Congress had never wanted anyone to have the same rank that the sainted Washington had had. It’s a testament to the belief in—and enthusiasm for—Grant that Congress authorized the rank of lieutenant general for him.
Grant to Move East
Grant put together a plan to apply pressure simultaneously across the entire Confederacy. He wanted pressure in Louisiana, Alabama, north Georgia and Virginia. He thought that pressure all across the military landscape would force the Confederacy into a situation it simply couldn’t manage. It would stretch Confederate resources too thin, and it would bring Union victory.

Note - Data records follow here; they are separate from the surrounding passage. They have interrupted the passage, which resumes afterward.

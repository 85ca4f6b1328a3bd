//! # storefront-client: Ordering Sessions and Cart Sync
//!
//! This crate keeps a storefront's local cart state consistent with the
//! commerce API: it opens ordering sessions, remembers cart ids, and loads
//! menus once the cart knows when the order is for.
//!
//! ## Architecture Overview
//! ```text
//! ┌─────────────────────────────────────────────────────────────────────────┐
//! │                     Storefront Sync Architecture                        │
//! │                                                                         │
//! │  ┌──────────────────────────────────────────────────────────────────┐  │
//! │  │          ComponentScope (one per mounted UI component)           │  │
//! │  └───────────────┬──────────────────────────────┬───────────────────┘  │
//! │                  ▼                              ▼                      │
//! │  ┌───────────────────────────┐   ┌──────────────────────────────────┐ │
//! │  │    UseOrderingSession     │   │            UseMenus              │ │
//! │  │                           │   │                                  │ │
//! │  │ POST ordering-sessions    │   │ cart id ─► GET cart ─► schedule  │ │
//! │  │ persist id ─► CartStore   │   │ ─► GET menus (gated)             │ │
//! │  └─────────────┬─────────────┘   └────────────────┬─────────────────┘ │
//! │                │          ┌──────────────┐        │                    │
//! │                ├─────────►│  CartStore   │◄───────┤                    │
//! │                │          │ {cartId,     │        │                    │
//! │                │          │  isLoading}  │        ▼                    │
//! │                │          └──────────────┘ ┌─────────────────────┐    │
//! │                │                            │ ApiResourceClient   │    │
//! │                │                            │ SWR cache + dedupe  │    │
//! │                │                            └──────────┬──────────┘    │
//! │                └───────────────┬───────────────────────┘               │
//! │                                ▼                                        │
//! │                  ┌──────────────────────────┐                          │
//! │                  │  Fetcher (reqwest/mock)  │──► Commerce REST API     │
//! │                  └──────────────────────────┘                          │
//! └─────────────────────────────────────────────────────────────────────────┘
//! ```
//!
//! ## Module Organization
//!
//! - [`config`] - Client configuration (API, cache policy, business, storage)
//! - [`error`] - `ClientError` taxonomy and the normalized `ApiError`
//! - [`transport`] - `Fetcher` trait and the reqwest `HttpFetcher`
//! - [`resource`] - `ApiResourceClient` cache and `UseApiResource` hooks
//! - [`cart_store`] - `CartStore`, the shared `{cartId, isLoading}` register
//! - [`persistence`] - Location → cart id storage
//! - [`session`] - `OrderingSessionManager` and `UseOrderingSession`
//! - [`menu`] - `MenuFetcher`, `UseMenus` and the schedule gate
//! - [`scope`] - Component lifecycle guard
//! - [`context`] - One-stop wiring of all of the above
//! - [`mock`] - In-memory fetchers for tests
//!
//! ## Usage
//!
//! ```rust,ignore
//! use storefront_client::{ClientConfig, ComponentScope, StartSessionOptions, StorefrontContext};
//!
//! let ctx = StorefrontContext::from_config(ClientConfig::load_or_default(None))?;
//! let scope = ComponentScope::new("location-page");
//!
//! let session = ctx.use_ordering_session(&scope);
//! session.start("L1", StartSessionOptions::default()).await;
//!
//! let menus = ctx.use_menus(&scope, "L1", true);
//! let gate = menus.refresh().await;
//! println!("menu gate: {:?}", gate);
//! ```

// =============================================================================
// Module Declarations
// =============================================================================

pub mod cart_store;
pub mod config;
pub mod context;
pub mod error;
pub mod menu;
pub mod mock;
pub mod persistence;
pub mod resource;
pub mod scope;
pub mod session;
pub mod transport;

// =============================================================================
// Re-exports
// =============================================================================

pub use cart_store::{CartStore, CartStoreState};
pub use config::{ApiCredentials, AuthScheme, CacheSettings, ClientConfig};
pub use context::StorefrontContext;
pub use error::{ApiError, ClientError, ClientResult, ErrorKind};
pub use menu::{cart_path, menu_path, MenuFetcher, MenuGate, UseMenus};
pub use persistence::{CartIdStore, FileCartIdStore, MemoryCartIdStore, SharedCartIdStore};
pub use resource::{ApiResourceClient, ResourceOptions, ResourceSnapshot, ResourceState, UseApiResource};
pub use scope::ComponentScope;
pub use session::{OrderingSessionManager, SessionState, StartSessionOptions, UseOrderingSession};
pub use transport::{Fetcher, HttpFetcher, SharedFetcher};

Grant and Lincoln and the most of the other Union planners thought that the war would probably be won out in the West, but they also understood that more people looked to the East to decide who was winning, and they decided that Grant had to come east. Grant would have preferred to stay in the West, where his friend William Tecumseh Sherman was, but he understood that the northern people demanded that he come to Virginia to confront Robert E. Lee, the great rebel leader, whom no one had been able to manage.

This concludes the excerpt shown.